### WHAT YOU ARE ASKED TO DO:
Wherever the string "impl" appears in the records, return the line that holds it.

---------- DATA FOR PROCESSING ----------

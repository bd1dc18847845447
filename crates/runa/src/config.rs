//! Where the entity manager looks for entity type files.
//!
//! Configure it builder-style, or load it from a JSON file:
//!
//! ```ignore
//! let config = ManagerConfig::new("assets/entities").extension("json");
//! let config = ManagerConfig::from_json_file("runa.json")?;
//! ```

use std::path::{Path, PathBuf};

use serde::Deserialize;

use crate::error::{EcsError, Result};

/// Default location of entity type files, relative to the working directory.
pub const DEFAULT_ENTITY_DIR: &str = "data/json/entities";

/// Settings for [`EntityManager::initialize`](crate::ecs::EntityManager::initialize).
#[derive(Debug, Clone, PartialEq, Eq, Deserialize)]
#[serde(default)]
pub struct ManagerConfig {
    /// Directories scanned for entity type files, in order.
    pub entity_dirs: Vec<PathBuf>,
    /// File extension of entity type files, without the dot.
    pub extension: String,
    /// Descend into subdirectories.
    pub recursive: bool,
}

impl Default for ManagerConfig {
    fn default() -> Self {
        Self {
            entity_dirs: vec![PathBuf::from(DEFAULT_ENTITY_DIR)],
            extension: "json".to_string(),
            recursive: true,
        }
    }
}

impl ManagerConfig {
    /// Configuration scanning a single directory.
    pub fn new(entity_dir: impl Into<PathBuf>) -> Self {
        Self {
            entity_dirs: vec![entity_dir.into()],
            ..Self::default()
        }
    }

    /// Scan another directory after the ones already configured.
    pub fn entity_dir(mut self, dir: impl Into<PathBuf>) -> Self {
        self.entity_dirs.push(dir.into());
        self
    }

    pub fn extension(mut self, extension: &str) -> Self {
        self.extension = extension.trim_start_matches('.').to_string();
        self
    }

    pub fn recursive(mut self, recursive: bool) -> Self {
        self.recursive = recursive;
        self
    }

    /// Read a configuration from a JSON object. Missing keys keep their defaults.
    pub fn from_json_file(path: impl AsRef<Path>) -> Result<Self> {
        let path = path.as_ref();
        let text = std::fs::read_to_string(path).map_err(|source| EcsError::Io {
            path: path.to_path_buf(),
            source,
        })?;
        serde_json::from_str(&text).map_err(|source| EcsError::Config {
            path: path.to_path_buf(),
            source,
        })
    }

    /// Returns `true` if `path` has the configured entity file extension.
    pub(crate) fn matches(&self, path: &Path) -> bool {
        path.extension()
            .and_then(|ext| ext.to_str())
            .is_some_and(|ext| ext.eq_ignore_ascii_case(&self.extension))
    }
}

----------

### COMPLETED TASK:
impl Default for ManagerConfig {
impl ManagerConfig {
    pub fn new(entity_dir: impl Into<PathBuf>) -> Self {
    pub fn entity_dir(mut self, dir: impl Into<PathBuf>) -> Self {
    pub fn from_json_file(path: impl AsRef<Path>) -> Result<Self> {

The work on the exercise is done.